Abstract: The Albertson Conjecture, formulated in 2008 and as yet proven only for n <= 16, states that if the chromatic number of a graph is at least n, then its crossing number is at least the crossing number of K_n, the complete graph with n vertices. Previous work on the Albertson conjecture has led to a related question: how exactly does the crossing number of a graph G compare to the crossing number of its “cone” CG constructed by addition of an ‘apex’ vertex, which increases the chromatic number by exactly 1? It is trivial that cr(CG) – cr(G) has no maximum value, but it is not obvious how we might calculate the minimal value of this difference as a function of cr(G). Previous work gave minimum values this difference can take for cr(G) < 6, and gave loose bounds on the asymptotic behavior of that minimal value.
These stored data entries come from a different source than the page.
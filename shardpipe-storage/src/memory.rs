//! In-memory shard
//!
//! Used for testing and development. Not persistent. Supports a capacity
//! limit, corruption injection and taking the shard offline, so that
//! degraded clusters can be exercised without any network.

use crate::client::{AsyncClient, Client, ClientSync, Namespace, Object, ObjectStatus};
use crate::cluster::ShardConnector;
use bytes::Bytes;
use parking_lot::{Mutex, RwLock};
use shardpipe_core::error::{Result, ShardPipeError};
use std::collections::HashMap;
use std::sync::atomic::{AtomicBool, AtomicU64, Ordering};
use std::sync::Arc;

struct StoredObject {
    data: Bytes,
    corrupted: bool,
}

/// In-memory shard client
pub struct MemoryClient {
    /// Namespace label
    namespace: String,

    /// Object storage
    objects: RwLock<HashMap<Vec<u8>, StoredObject>>,

    /// Maximum capacity (0 = unlimited)
    max_capacity: u64,

    /// Current bytes used
    bytes_used: AtomicU64,

    /// When set, every call fails with a transport error
    offline: AtomicBool,

    /// Operation counters
    reads: AtomicU64,
    writes: AtomicU64,
    deletes: AtomicU64,
}

impl MemoryClient {
    /// Create a new in-memory shard
    pub fn new(namespace: impl Into<String>) -> Self {
        Self::with_capacity(namespace, 0)
    }

    /// Create with a maximum capacity
    pub fn with_capacity(namespace: impl Into<String>, max_bytes: u64) -> Self {
        Self {
            namespace: namespace.into(),
            objects: RwLock::new(HashMap::new()),
            max_capacity: max_bytes,
            bytes_used: AtomicU64::new(0),
            offline: AtomicBool::new(false),
            reads: AtomicU64::new(0),
            writes: AtomicU64::new(0),
            deletes: AtomicU64::new(0),
        }
    }

    /// Mark a stored object as corrupted. Returns false if it does not exist.
    pub fn corrupt(&self, key: &[u8]) -> bool {
        match self.objects.write().get_mut(key) {
            Some(obj) => {
                obj.corrupted = true;
                true
            }
            None => false,
        }
    }

    /// Take the shard offline (or bring it back)
    pub fn set_offline(&self, offline: bool) {
        self.offline.store(offline, Ordering::SeqCst);
    }

    /// Number of stored objects
    pub fn object_count(&self) -> usize {
        self.objects.read().len()
    }

    /// Number of successful writes so far
    pub fn write_count(&self) -> u64 {
        self.writes.load(Ordering::Relaxed)
    }

    /// Clear all stored objects
    pub fn clear(&self) {
        let mut objects = self.objects.write();
        objects.clear();
        self.bytes_used.store(0, Ordering::SeqCst);
    }

    fn check_online(&self) -> Result<()> {
        if self.offline.load(Ordering::SeqCst) {
            return Err(ShardPipeError::Transport("shard is offline".to_string()));
        }
        Ok(())
    }
}

impl ClientSync for MemoryClient {
    fn create_object(&self, data: Bytes) -> Result<Vec<u8>> {
        self.check_online()?;
        let data_len = data.len() as u64;

        let mut objects = self.objects.write();

        // Check capacity
        if self.max_capacity > 0 {
            let current = self.bytes_used.load(Ordering::SeqCst);
            if current + data_len > self.max_capacity {
                return Err(ShardPipeError::NamespaceFull {
                    used: current,
                    capacity: self.max_capacity,
                });
            }
        }

        let key = uuid::Uuid::new_v4().as_bytes().to_vec();
        objects.insert(
            key.clone(),
            StoredObject {
                data,
                corrupted: false,
            },
        );
        self.bytes_used.fetch_add(data_len, Ordering::SeqCst);
        self.writes.fetch_add(1, Ordering::Relaxed);

        Ok(key)
    }

    fn get_object(&self, key: &[u8]) -> Result<Object> {
        self.check_online()?;
        self.reads.fetch_add(1, Ordering::Relaxed);
        let objects = self.objects.read();
        match objects.get(key) {
            Some(obj) if obj.corrupted => Err(ShardPipeError::ObjectCorrupted),
            Some(obj) => Ok(Object {
                key: key.to_vec(),
                data: obj.data.clone(),
            }),
            None => Err(ShardPipeError::KeyNotFound),
        }
    }

    fn delete_object(&self, key: &[u8]) -> Result<()> {
        self.check_online()?;
        let mut objects = self.objects.write();
        if let Some(old) = objects.remove(key) {
            self.bytes_used
                .fetch_sub(old.data.len() as u64, Ordering::SeqCst);
            self.deletes.fetch_add(1, Ordering::Relaxed);
        }
        Ok(())
    }

    fn get_object_status(&self, key: &[u8]) -> Result<ObjectStatus> {
        self.check_online()?;
        let objects = self.objects.read();
        Ok(match objects.get(key) {
            Some(obj) if obj.corrupted => ObjectStatus::Corrupted,
            Some(_) => ObjectStatus::Ok,
            None => ObjectStatus::Missing,
        })
    }

    fn exist_object(&self, key: &[u8]) -> Result<bool> {
        self.check_online()?;
        let objects = self.objects.read();
        match objects.get(key) {
            Some(obj) if obj.corrupted => Err(ShardPipeError::ObjectCorrupted),
            Some(_) => Ok(true),
            None => Ok(false),
        }
    }

    fn get_namespace(&self) -> Result<Namespace> {
        self.check_online()?;
        let objects = self.objects.read();
        Ok(Namespace {
            label: self.namespace.clone(),
            object_count: objects.len() as u64,
            bytes_used: self.bytes_used.load(Ordering::SeqCst),
            capacity: (self.max_capacity > 0).then_some(self.max_capacity),
        })
    }

    fn close(&self) -> Result<()> {
        // No-op for in-memory storage
        Ok(())
    }
}

/// Connector handing out in-memory shards by address
///
/// The same address always maps to the same shard, so data survives
/// across clusters built from one connector.
pub struct MemoryConnector {
    namespace: String,
    capacity: u64,
    shards: Mutex<HashMap<String, Arc<MemoryClient>>>,
}

impl MemoryConnector {
    pub fn new(namespace: impl Into<String>) -> Self {
        Self::with_capacity(namespace, 0)
    }

    /// Every shard created by this connector gets the given capacity
    pub fn with_capacity(namespace: impl Into<String>, capacity: u64) -> Self {
        Self {
            namespace: namespace.into(),
            capacity,
            shards: Mutex::new(HashMap::new()),
        }
    }

    /// The in-memory shard behind an address, creating it if needed
    pub fn shard(&self, address: &str) -> Arc<MemoryClient> {
        let mut shards = self.shards.lock();
        Arc::clone(shards.entry(address.to_string()).or_insert_with(|| {
            Arc::new(MemoryClient::with_capacity(
                self.namespace.clone(),
                self.capacity,
            ))
        }))
    }

    /// Insert a pre-built shard under an address
    pub fn insert(&self, address: impl Into<String>, client: Arc<MemoryClient>) {
        self.shards.lock().insert(address.into(), client);
    }
}

impl ShardConnector for MemoryConnector {
    fn connect(&self, address: &str) -> Result<Arc<dyn Client>> {
        Ok(Arc::new(AsyncClient::new(self.shard(address))))
    }
}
I extend these prior results by finding the exact minimum for cr(G) = 6. Further, the previous proof was reorganized to streamline the flow of ideas. Working through higher cases such as cr(G) = 7 in a similar manner could lead to the development of a formula for the general case of an arbitrary number of crossings, and the development of such a formula would help in understanding the Albertson Conjecture.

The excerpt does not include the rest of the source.